# What is required
Return the run of lines below that opens with the line containing "let agent = ureq::AgentBuilder::new()" and closes with the line containing "fn endpoint(&self) ->", keeping each one exact.

# Given information
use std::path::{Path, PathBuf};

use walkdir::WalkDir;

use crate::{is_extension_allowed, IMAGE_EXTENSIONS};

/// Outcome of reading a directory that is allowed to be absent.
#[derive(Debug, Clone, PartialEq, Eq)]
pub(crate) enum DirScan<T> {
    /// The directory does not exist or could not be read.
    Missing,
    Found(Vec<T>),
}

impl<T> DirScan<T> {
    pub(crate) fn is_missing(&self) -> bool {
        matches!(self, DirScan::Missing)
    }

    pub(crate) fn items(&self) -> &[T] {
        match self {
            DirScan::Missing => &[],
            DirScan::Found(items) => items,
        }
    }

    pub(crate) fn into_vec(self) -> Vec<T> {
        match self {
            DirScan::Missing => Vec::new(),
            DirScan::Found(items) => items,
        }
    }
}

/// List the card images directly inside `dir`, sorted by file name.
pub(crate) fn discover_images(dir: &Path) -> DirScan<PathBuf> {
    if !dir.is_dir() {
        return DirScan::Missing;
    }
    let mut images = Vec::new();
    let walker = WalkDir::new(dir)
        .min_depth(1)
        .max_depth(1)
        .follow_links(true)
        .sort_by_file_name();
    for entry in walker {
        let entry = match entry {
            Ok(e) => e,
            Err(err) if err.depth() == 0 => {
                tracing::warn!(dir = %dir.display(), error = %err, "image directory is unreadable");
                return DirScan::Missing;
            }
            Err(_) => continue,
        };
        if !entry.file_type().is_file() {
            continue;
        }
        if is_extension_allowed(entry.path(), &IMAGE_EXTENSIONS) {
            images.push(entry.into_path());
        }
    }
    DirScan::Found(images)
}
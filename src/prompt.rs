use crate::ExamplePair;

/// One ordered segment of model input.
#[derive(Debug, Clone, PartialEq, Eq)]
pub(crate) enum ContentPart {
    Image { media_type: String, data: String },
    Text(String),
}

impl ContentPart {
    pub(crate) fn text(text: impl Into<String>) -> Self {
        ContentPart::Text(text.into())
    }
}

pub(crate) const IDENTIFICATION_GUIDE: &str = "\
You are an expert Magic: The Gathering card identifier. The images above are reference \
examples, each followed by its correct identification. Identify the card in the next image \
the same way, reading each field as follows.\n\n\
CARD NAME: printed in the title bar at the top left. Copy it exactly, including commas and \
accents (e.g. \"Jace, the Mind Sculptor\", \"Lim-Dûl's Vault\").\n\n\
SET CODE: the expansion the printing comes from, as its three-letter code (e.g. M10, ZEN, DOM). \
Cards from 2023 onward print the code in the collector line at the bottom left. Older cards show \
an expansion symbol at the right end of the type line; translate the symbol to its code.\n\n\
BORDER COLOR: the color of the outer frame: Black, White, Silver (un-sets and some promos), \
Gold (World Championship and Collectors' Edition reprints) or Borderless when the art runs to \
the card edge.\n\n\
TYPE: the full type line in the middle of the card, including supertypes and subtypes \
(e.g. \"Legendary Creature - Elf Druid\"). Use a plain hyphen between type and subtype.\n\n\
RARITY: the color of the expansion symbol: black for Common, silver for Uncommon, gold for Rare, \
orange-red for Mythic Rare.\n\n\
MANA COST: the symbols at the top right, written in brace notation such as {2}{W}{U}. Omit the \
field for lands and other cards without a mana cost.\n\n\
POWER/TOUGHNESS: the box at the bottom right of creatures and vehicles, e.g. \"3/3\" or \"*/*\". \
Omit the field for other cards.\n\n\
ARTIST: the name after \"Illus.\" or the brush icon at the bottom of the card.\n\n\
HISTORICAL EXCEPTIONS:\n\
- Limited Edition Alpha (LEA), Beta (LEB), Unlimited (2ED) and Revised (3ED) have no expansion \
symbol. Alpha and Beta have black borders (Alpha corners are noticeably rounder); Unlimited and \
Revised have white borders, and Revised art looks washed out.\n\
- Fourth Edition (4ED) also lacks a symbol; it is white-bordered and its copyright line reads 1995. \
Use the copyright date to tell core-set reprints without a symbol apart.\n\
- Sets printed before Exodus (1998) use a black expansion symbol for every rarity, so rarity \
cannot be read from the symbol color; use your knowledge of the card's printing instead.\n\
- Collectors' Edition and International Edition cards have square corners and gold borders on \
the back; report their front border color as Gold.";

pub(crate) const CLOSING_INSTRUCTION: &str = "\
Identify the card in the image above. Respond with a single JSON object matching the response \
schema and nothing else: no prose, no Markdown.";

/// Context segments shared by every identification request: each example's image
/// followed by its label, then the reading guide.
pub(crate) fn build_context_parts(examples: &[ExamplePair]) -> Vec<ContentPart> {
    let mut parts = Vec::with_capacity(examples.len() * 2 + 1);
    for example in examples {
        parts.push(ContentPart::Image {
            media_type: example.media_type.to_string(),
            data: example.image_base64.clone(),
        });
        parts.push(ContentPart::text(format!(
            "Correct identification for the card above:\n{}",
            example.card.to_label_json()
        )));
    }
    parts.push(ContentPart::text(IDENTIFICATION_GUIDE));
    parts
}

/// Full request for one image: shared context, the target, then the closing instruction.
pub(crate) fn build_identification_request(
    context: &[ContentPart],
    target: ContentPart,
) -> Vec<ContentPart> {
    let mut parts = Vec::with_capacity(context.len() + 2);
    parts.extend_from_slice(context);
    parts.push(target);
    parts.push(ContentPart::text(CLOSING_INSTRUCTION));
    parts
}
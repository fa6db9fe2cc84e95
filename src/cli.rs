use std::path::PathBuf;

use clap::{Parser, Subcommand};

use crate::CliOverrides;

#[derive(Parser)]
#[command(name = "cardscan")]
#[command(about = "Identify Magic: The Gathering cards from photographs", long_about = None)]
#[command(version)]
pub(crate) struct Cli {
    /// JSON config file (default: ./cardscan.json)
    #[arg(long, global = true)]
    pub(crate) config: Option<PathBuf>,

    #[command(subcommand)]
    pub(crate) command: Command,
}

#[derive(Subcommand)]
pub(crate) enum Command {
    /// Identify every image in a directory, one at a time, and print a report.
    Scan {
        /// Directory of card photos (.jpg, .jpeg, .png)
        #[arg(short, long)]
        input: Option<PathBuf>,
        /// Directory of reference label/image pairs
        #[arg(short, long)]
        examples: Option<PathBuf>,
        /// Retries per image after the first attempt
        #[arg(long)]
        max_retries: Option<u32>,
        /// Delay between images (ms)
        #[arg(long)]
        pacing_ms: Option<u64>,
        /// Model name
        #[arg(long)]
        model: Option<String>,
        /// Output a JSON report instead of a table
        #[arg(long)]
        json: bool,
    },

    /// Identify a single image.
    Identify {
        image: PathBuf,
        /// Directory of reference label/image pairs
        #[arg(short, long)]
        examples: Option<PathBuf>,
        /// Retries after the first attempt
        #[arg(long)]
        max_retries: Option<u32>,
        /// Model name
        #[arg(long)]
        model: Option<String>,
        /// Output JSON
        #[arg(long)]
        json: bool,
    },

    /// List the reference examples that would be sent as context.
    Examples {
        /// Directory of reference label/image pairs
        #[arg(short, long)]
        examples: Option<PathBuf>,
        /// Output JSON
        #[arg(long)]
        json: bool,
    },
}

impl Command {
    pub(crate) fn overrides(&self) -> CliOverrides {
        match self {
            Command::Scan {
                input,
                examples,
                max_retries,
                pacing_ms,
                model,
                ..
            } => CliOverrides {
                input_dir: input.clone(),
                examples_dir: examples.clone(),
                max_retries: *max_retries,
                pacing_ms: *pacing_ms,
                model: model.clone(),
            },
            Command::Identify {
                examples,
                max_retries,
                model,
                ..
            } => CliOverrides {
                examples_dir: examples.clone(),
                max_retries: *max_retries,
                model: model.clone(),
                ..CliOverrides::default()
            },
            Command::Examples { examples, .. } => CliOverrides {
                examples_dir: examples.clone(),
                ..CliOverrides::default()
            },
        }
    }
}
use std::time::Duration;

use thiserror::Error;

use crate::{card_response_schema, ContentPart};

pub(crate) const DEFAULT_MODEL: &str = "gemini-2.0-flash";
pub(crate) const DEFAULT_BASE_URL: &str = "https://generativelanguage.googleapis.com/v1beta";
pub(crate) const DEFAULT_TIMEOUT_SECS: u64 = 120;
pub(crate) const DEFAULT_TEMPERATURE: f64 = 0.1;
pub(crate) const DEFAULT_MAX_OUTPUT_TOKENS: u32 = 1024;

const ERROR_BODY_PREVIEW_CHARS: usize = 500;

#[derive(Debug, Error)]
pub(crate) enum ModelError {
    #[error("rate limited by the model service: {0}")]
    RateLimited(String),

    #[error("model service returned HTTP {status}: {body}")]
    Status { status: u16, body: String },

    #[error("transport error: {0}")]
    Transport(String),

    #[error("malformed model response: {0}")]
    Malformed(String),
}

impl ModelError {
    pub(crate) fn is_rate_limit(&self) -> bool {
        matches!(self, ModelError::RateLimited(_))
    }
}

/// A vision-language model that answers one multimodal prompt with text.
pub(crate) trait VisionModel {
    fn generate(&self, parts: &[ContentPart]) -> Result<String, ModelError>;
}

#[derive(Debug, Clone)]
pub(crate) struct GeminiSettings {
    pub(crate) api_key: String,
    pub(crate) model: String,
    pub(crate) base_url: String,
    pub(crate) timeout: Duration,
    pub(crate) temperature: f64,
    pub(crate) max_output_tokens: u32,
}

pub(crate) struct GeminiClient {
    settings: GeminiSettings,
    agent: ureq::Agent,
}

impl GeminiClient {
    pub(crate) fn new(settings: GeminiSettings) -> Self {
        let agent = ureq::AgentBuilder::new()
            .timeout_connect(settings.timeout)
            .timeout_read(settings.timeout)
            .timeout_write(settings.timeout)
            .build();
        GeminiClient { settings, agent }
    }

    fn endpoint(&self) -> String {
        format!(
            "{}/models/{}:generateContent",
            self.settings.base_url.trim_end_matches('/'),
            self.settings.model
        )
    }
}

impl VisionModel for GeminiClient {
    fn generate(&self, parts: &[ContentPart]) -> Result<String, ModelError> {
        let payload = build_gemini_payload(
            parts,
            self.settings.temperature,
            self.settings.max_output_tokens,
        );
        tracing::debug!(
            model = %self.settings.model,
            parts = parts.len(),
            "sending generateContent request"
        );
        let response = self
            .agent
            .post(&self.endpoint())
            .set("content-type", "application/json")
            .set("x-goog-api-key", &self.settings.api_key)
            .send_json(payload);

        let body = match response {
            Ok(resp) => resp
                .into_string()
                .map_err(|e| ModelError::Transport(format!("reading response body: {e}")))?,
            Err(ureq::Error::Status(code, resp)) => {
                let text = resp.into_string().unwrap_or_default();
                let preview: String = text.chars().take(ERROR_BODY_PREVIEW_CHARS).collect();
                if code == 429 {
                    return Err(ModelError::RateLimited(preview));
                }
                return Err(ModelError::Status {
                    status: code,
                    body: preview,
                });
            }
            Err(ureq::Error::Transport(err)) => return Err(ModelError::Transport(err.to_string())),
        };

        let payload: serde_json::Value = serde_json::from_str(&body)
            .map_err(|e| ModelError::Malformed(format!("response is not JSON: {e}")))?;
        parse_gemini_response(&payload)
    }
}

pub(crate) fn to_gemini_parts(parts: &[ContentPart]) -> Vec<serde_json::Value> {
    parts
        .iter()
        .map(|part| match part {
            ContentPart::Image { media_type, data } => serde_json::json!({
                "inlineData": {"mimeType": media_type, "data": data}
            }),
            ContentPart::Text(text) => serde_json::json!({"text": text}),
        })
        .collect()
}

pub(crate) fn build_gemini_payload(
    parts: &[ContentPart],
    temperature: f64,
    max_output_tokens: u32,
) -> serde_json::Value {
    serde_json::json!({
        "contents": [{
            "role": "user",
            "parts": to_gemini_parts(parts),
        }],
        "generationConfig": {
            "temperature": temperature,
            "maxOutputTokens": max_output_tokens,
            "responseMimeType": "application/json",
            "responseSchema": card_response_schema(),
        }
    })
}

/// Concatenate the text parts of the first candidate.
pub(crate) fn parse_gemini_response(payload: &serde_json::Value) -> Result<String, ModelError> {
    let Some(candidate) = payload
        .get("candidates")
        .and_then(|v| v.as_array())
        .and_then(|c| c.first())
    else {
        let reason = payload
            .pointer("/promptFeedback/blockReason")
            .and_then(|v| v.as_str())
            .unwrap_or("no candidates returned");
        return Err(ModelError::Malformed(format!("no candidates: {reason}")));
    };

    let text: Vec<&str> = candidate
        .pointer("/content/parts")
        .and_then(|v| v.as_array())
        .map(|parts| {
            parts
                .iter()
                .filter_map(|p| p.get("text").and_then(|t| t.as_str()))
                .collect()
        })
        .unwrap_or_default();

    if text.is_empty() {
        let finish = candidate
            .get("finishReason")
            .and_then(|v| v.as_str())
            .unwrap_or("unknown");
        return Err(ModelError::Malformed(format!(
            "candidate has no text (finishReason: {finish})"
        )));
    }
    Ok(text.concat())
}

---

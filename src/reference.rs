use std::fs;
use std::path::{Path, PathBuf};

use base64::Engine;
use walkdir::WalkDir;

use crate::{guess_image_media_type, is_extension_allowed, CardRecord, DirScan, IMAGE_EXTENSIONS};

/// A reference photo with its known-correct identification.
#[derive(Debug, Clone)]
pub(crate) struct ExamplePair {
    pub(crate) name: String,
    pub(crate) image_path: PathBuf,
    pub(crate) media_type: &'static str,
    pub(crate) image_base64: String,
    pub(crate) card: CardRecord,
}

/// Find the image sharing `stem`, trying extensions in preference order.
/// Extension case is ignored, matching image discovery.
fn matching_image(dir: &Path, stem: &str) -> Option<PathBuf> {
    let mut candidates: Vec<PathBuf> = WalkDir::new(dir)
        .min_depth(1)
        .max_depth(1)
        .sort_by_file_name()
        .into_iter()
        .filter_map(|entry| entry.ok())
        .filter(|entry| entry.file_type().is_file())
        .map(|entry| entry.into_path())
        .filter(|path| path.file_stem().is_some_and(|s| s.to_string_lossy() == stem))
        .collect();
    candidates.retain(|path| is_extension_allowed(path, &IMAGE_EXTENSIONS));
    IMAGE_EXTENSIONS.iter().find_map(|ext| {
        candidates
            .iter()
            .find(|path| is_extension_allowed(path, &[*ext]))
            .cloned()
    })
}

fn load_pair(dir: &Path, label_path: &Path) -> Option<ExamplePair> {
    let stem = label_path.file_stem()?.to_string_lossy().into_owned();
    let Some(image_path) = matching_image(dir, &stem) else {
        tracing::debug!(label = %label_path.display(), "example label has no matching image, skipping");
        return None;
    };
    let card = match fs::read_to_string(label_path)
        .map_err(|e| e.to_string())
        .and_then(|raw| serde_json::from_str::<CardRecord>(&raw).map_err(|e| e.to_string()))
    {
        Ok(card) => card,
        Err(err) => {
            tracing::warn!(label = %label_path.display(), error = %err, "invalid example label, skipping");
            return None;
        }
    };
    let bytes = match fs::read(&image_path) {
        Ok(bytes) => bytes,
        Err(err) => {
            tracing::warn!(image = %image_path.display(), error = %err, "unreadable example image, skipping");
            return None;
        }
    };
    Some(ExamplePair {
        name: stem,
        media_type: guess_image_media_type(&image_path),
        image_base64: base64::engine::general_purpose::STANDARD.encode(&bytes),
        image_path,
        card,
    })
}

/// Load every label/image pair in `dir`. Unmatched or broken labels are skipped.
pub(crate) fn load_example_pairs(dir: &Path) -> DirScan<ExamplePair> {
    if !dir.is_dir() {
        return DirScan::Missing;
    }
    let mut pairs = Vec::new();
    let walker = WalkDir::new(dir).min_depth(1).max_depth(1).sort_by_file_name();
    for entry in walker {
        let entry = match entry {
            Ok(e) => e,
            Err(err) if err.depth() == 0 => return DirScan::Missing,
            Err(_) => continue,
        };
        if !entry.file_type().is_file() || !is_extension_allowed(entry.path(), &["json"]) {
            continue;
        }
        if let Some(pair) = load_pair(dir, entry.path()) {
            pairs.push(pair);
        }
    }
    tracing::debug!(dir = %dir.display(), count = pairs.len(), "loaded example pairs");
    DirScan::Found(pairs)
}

# Task response
        let agent = ureq::AgentBuilder::new()
            .timeout_connect(settings.timeout)
            .timeout_read(settings.timeout)
            .timeout_write(settings.timeout)
            .build();
        GeminiClient { settings, agent }
    }

    fn endpoint(&self) -> String {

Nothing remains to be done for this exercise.